Hospitality Group finds international arrivals to Ethiopia decline by 35 percent

Half of hotel projects in the pipeline have been abandoned

The US-based JLL Hotels and Hospitality Group reported that Ethiopia has seen a significant decline in tourism arrivals over the past four year, with the first quarter of this year exhibiting a further 35.5 percent decrease.

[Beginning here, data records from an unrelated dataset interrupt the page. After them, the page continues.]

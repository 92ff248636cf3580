//! Mapping source type annotations to interned types.

use crate::state::CheckerState;
use stc_ast::{NodeIndex, TypeRef};
use stc_common::diagnostics::diagnostic_codes;
use stc_solver::{PrimitiveKind, TypeData, TypeDatabase, TypeId};
use std::sync::Arc;

/// Resolve `ty` against the declared classes, with `type_params` naming the
/// placeholders in scope. A diamond resolves to the raw class.
///
/// # Errors
/// The first class name that does not resolve.
pub fn resolve_type_ref(
    db: &dyn TypeDatabase,
    ty: &TypeRef,
    type_params: &[Arc<str>],
) -> Result<TypeId, String> {
    match ty {
        TypeRef::Named { name, args, .. } => {
            if args.is_empty() {
                if name == "def" || name == "var" {
                    return Ok(TypeId::DYNAMIC);
                }
                if let Some(kind) = PrimitiveKind::from_name(name) {
                    return Ok(kind.type_id());
                }
                if type_params.iter().any(|p| **p == **name) {
                    return Ok(db.placeholder(name));
                }
            }
            let class = db.class_by_name(name).ok_or_else(|| name.clone())?;
            let args = args
                .iter()
                .map(|arg| resolve_type_ref(db, arg, type_params))
                .collect::<Result<Vec<_>, _>>()?;
            Ok(db.class_type(class, &args))
        }
        TypeRef::Array(component) => {
            let component = resolve_type_ref(db, component, type_params)?;
            Ok(db.array_of(component))
        }
        TypeRef::Wildcard { upper, lower } => {
            let upper = upper
                .as_deref()
                .map(|u| resolve_type_ref(db, u, type_params))
                .transpose()?;
            let lower = lower
                .as_deref()
                .map(|l| resolve_type_ref(db, l, type_params))
                .transpose()?;
            Ok(db.intern(TypeData::Wildcard { upper, lower }))
        }
    }
}

impl<'a> CheckerState<'a> {
    /// Resolve an annotation at `idx`, reporting unknown classes there.
    pub(crate) fn resolve_type_at(&mut self, ty: &TypeRef, idx: NodeIndex) -> TypeId {
        let params = self.ctx.type_params_in_scope();
        match resolve_type_ref(self.ctx.db, ty, &params) {
            Ok(resolved) => resolved,
            Err(name) => {
                self.error_at_node(idx, diagnostic_codes::UNABLE_TO_RESOLVE_CLASS, &[&name]);
                TypeId::DYNAMIC
            }
        }
    }

    /// Resolve an optional annotation; `None` means `def`.
    pub(crate) fn resolve_optional_type(&mut self, ty: Option<&TypeRef>, idx: NodeIndex) -> TypeId {
        ty.map_or(TypeId::DYNAMIC, |ty| self.resolve_type_at(ty, idx))
    }
}

#[cfg(test)]
#[path = "tests/type_resolution_tests.rs"]
mod tests;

A new report dubbed: “Spotlight on Ethiopia,” which provides a brief hotel market review, indicated that in the early months of the COVID-19 pandemic, January to March 2020, Ethiopia received 118,947 international arrivals compared to the 184,433 tourists who came to Ethiopia in the same period in 2019, indicating a 65,485 decline in tourist arrivals.

However, the report underscored that the decline have long been felt, since 2017. For that, according to David Desta, associate of JLL Group for Sub-Saharan Africa Region, there are many contributing factors. “Increased competition from regional countries, lack of a diversified tourism product and political unrest are among these factors,” David said.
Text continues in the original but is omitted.